Tout au long de l’enquête, il a été constaté que les organisations russes s’étaient livré au blanchiment d’argent sale mais avaient également commis de nombreux crimes connexes et s’étaient profondément enracinées dans la société espagnole. Elles avaient déployé un puissant réseau clientéliste au sein de l’administration espagnole, réalisant une parfaite infiltration des institutions. Pour cela, l’un des principaux suspects a mené de nombreuses activités philanthropiques au profit de diverses institutions publiques afin de pouvoir les approcher et, une fois leur confiance obtenue, les utiliser pour couvrir des activités criminelles. Trois membres des forces de l’ordre dont deux Gardes civils, un avocat de renom, des pirates informatique (dont leur leader s’est fait appréhender en 2018 à Playa San Juan pour une immense escroquerie ayant permis de détourner dix milliards de dollars dans une quarantaine de pays), des fonctionnaires ont été arrêtés et mis en examen. 300.000 euros en liquide, des véhicules et de nombreuses armes et munitions ont été saisis au cours des perquisitions. Certains des prévenus ont été laissés en liberté surveillée, les plus dangereux étant incarcérés en attente d’un procès monstre qui devrait se tenir cette année (2021).
Toutefois, beaucoup d’autres criminels russes se cachent en Espagne dont les plus connus sont Elena Puzyrevich, Yuliy Serikov (trafic d’êtres humains dont des enfants), Natalya Kotlyarova (trafic de drogues) ou Alexander Chikovani (fraudes financières). Bien que recherchés, ces individus et quelques célèbres Vory v-Zakone parviennent à mener des affaires dans le pays en manipulant des tiers qu’ils soudoient. Cela dit, les affaires légales marchent beaucoup moins bien depuis que les lieux de loisirs – principales cibles des investissements criminels – sont fermés en raison de la crise Covid-19. Toutefois, les achats immobiliers se poursuivent car ce sont des placements intéressants pour l’avenir. En général, les Organisations criminelles transnationales – dont celle ayant vu le jour en URSS – ont toujours privilégié ces placements dans des lieux touristiques de luxe: Italie, Côte d’Azur, stations de ski, Turquie… et plus récemment au Moyen Orient qui développe ses infrastructures hôtelières depuis des années.

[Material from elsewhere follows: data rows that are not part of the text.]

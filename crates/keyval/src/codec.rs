//! JSON and YAML import/export.
//!
//! Parsing and printing are delegated to `serde_json` and `serde_yaml`; this
//! module only bridges them to [`Node`]:
//!
//! - **Decoding** visits whatever the codec produces and normalizes every
//!   number (signed, unsigned or float) to `f64`.
//! - **Encoding** writes integral numbers that fit in the exactly-representable
//!   range (±2^53) as integers, so `{"port": 8080}` survives a round trip as
//!   `8080` rather than `8080.0`.
//! - An empty or whitespace-only buffer decodes to an empty mapping, as does a
//!   `null` document. Any other non-mapping root is rejected.
//! - YAML documents go through `serde_yaml::Value` first: tags are dropped in
//!   favour of the tagged content and `<<` merge keys are expanded.

use crate::error::{KeyValError, Result};
use crate::node::{Mapping, Node};
use serde::de::{Deserialize, Deserializer, MapAccess, SeqAccess, Visitor};
use serde::ser::{Serialize, Serializer};
use std::fmt;

/// Largest magnitude at which every integer has an exact `f64` form.
const MAX_EXACT_INTEGER: f64 = 9_007_199_254_740_992.0;

impl Serialize for Node {
    fn serialize<S: Serializer>(&self, serializer: S) -> std::result::Result<S::Ok, S::Error> {
        match self {
            Node::Null => serializer.serialize_unit(),
            Node::Bool(b) => serializer.serialize_bool(*b),
            Node::Number(n) => serialize_number(*n, serializer),
            Node::String(s) => serializer.serialize_str(s),
            Node::Sequence(items) => serializer.collect_seq(items),
            Node::Mapping(map) => serializer.collect_map(map),
        }
    }
}

fn serialize_number<S: Serializer>(n: f64, serializer: S) -> std::result::Result<S::Ok, S::Error> {
    if n.is_finite() && n.fract() == 0.0 && n.abs() <= MAX_EXACT_INTEGER {
        serializer.serialize_i64(n as i64)
    } else {
        serializer.serialize_f64(n)
    }
}

impl<'de> Deserialize<'de> for Node {
    fn deserialize<D: Deserializer<'de>>(deserializer: D) -> std::result::Result<Self, D::Error> {
        deserializer.deserialize_any(NodeVisitor)
    }
}

struct NodeVisitor;

impl<'de> Visitor<'de> for NodeVisitor {
    type Value = Node;

    fn expecting(&self, f: &mut fmt::Formatter<'_>) -> fmt::Result {
        f.write_str("a mapping, sequence, string, number, boolean or null")
    }

    fn visit_bool<E>(self, b: bool) -> std::result::Result<Node, E> {
        Ok(Node::Bool(b))
    }

    fn visit_i64<E>(self, n: i64) -> std::result::Result<Node, E> {
        Ok(Node::Number(n as f64))
    }

    fn visit_u64<E>(self, n: u64) -> std::result::Result<Node, E> {
        Ok(Node::Number(n as f64))
    }

    fn visit_f64<E>(self, n: f64) -> std::result::Result<Node, E> {
        Ok(Node::Number(n))
    }

    fn visit_str<E>(self, s: &str) -> std::result::Result<Node, E> {
        Ok(Node::String(s.to_owned()))
    }

    fn visit_string<E>(self, s: String) -> std::result::Result<Node, E> {
        Ok(Node::String(s))
    }

    fn visit_unit<E>(self) -> std::result::Result<Node, E> {
        Ok(Node::Null)
    }

    fn visit_none<E>(self) -> std::result::Result<Node, E> {
        Ok(Node::Null)
    }

    fn visit_some<D: Deserializer<'de>>(self, d: D) -> std::result::Result<Node, D::Error> {
        Node::deserialize(d)
    }

    fn visit_seq<A: SeqAccess<'de>>(self, mut seq: A) -> std::result::Result<Node, A::Error> {
        let mut items = Vec::with_capacity(seq.size_hint().unwrap_or(0));
        while let Some(item) = seq.next_element()? {
            items.push(item);
        }
        Ok(Node::Sequence(items))
    }

    fn visit_map<A: MapAccess<'de>>(self, mut access: A) -> std::result::Result<Node, A::Error> {
        let mut map = Mapping::new();
        while let Some((key, value)) = access.next_entry::<String, Node>()? {
            map.insert(key, value);
        }
        Ok(Node::Mapping(map))
    }
}

fn is_blank(data: &[u8]) -> bool {
    data.iter().all(u8::is_ascii_whitespace)
}

/// Accept a decoded document as a tree root.
pub(crate) fn into_root(node: Node) -> Result<Mapping> {
    match node {
        Node::Mapping(map) => Ok(map),
        Node::Null => Ok(Mapping::new()),
        other => Err(KeyValError::RootNotMapping {
            found: other.kind(),
        }),
    }
}

pub(crate) fn decode_json(data: &[u8]) -> Result<Mapping> {
    if is_blank(data) {
        return Ok(Mapping::new());
    }
    let node: Node = serde_json::from_slice(data)?;
    into_root(node)
}

pub(crate) fn decode_yaml(data: &[u8]) -> Result<Mapping> {
    if is_blank(data) {
        return Ok(Mapping::new());
    }
    let mut value: serde_yaml::Value = serde_yaml::from_slice(data)?;
    strip_tags(&mut value);
    value.apply_merge()?;
    into_root(Node::deserialize(value)?)
}

/// Replace every tagged value (`!custom foo`) with its content.
fn strip_tags(value: &mut serde_yaml::Value) {
    use serde_yaml::Value;

    match value {
        Value::Tagged(tagged) => {
            let inner = std::mem::replace(&mut tagged.value, Value::Null);
            *value = inner;
            strip_tags(value);
        }
        Value::Sequence(items) => items.iter_mut().for_each(strip_tags),
        Value::Mapping(map) => map.values_mut().for_each(strip_tags),
        _ => {}
    }
}

pub(crate) fn encode_json(root: &Mapping) -> Result<Vec<u8>> {
    Ok(serde_json::to_vec(root)?)
}

pub(crate) fn encode_json_pretty(root: &Mapping) -> Result<Vec<u8>> {
    Ok(serde_json::to_vec_pretty(root)?)
}

pub(crate) fn encode_yaml(root: &Mapping) -> Result<Vec<u8>> {
    Ok(serde_yaml::to_string(root)?.into_bytes())
}

#[cfg(test)]
mod tests {
    use super::*;

    #[test]
    fn integral_numbers_encode_without_fraction() {
        let mut root = Mapping::new();
        root.insert("port".to_owned(), Node::Number(8080.0));
        root.insert("ratio".to_owned(), Node::Number(0.5));
        let json = encode_json(&root).unwrap();
        assert_eq!(String::from_utf8(json).unwrap(), r#"{"port":8080,"ratio":0.5}"#);
    }

    #[test]
    fn huge_numbers_survive_roundtrip() {
        let mut root = Mapping::new();
        root.insert("big".to_owned(), Node::Number(1e20));
        let json = encode_json(&root).unwrap();
        let back = decode_json(&json).unwrap();
        assert_eq!(back.get("big"), Some(&Node::Number(1e20)));
    }

    #[test]
    fn unsigned_values_normalize_on_decode() {
        let root = decode_json(br#"{"n": 18446744073709551615}"#).unwrap();
        assert_eq!(root.get("n"), Some(&Node::Number(u64::MAX as f64)));
    }

    #[test]
    fn null_document_is_empty_root() {
        assert!(decode_json(b"null").unwrap().is_empty());
        assert!(decode_yaml(b"~\n").unwrap().is_empty());
    }

    #[test]
    fn nested_tags_are_stripped() {
        let root = decode_yaml(b"outer: !wrap\n  inner: !num 3\n  list: [!s a]\n").unwrap();
        let outer = root.get("outer").and_then(Node::as_mapping).unwrap();
        assert_eq!(outer.get("inner"), Some(&Node::Number(3.0)));
        assert_eq!(
            outer.get("list"),
            Some(&Node::Sequence(vec![Node::from("a")]))
        );
    }
}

L’Espagne est très attractive pour les Organisations criminelles transnationales (OCT) toutes nationalités confondues pour quatre raisons :
. sa position géographique privilégiée qui en fait le point d’entrée principal pour les drogues provenant du Maroc et d’Amérique latine et qui sont ensuite distribuées dans toute l’Europe (une partie seulement est consommée sur place) ;
. un système judiciaire considéré comme relativement laxiste (en dehors de Denis Tokarenko-Katana le leader des hackers cité plus avant, nombre d’autres inculpés de l’affaire de 2018 ont bénéficié d’un non-lieu);
. des forces de police peu nombreuses, divisées (en raison des forts régionalismes) et sous équipées ;
. un pays dont le climat, les plages, les hôtels et les résidences attirent les foules dont les mafieux mais aussi de potentiels « clients ».
- La machine de guerre romaine, pas l’animal qui se traduit « tortuga ».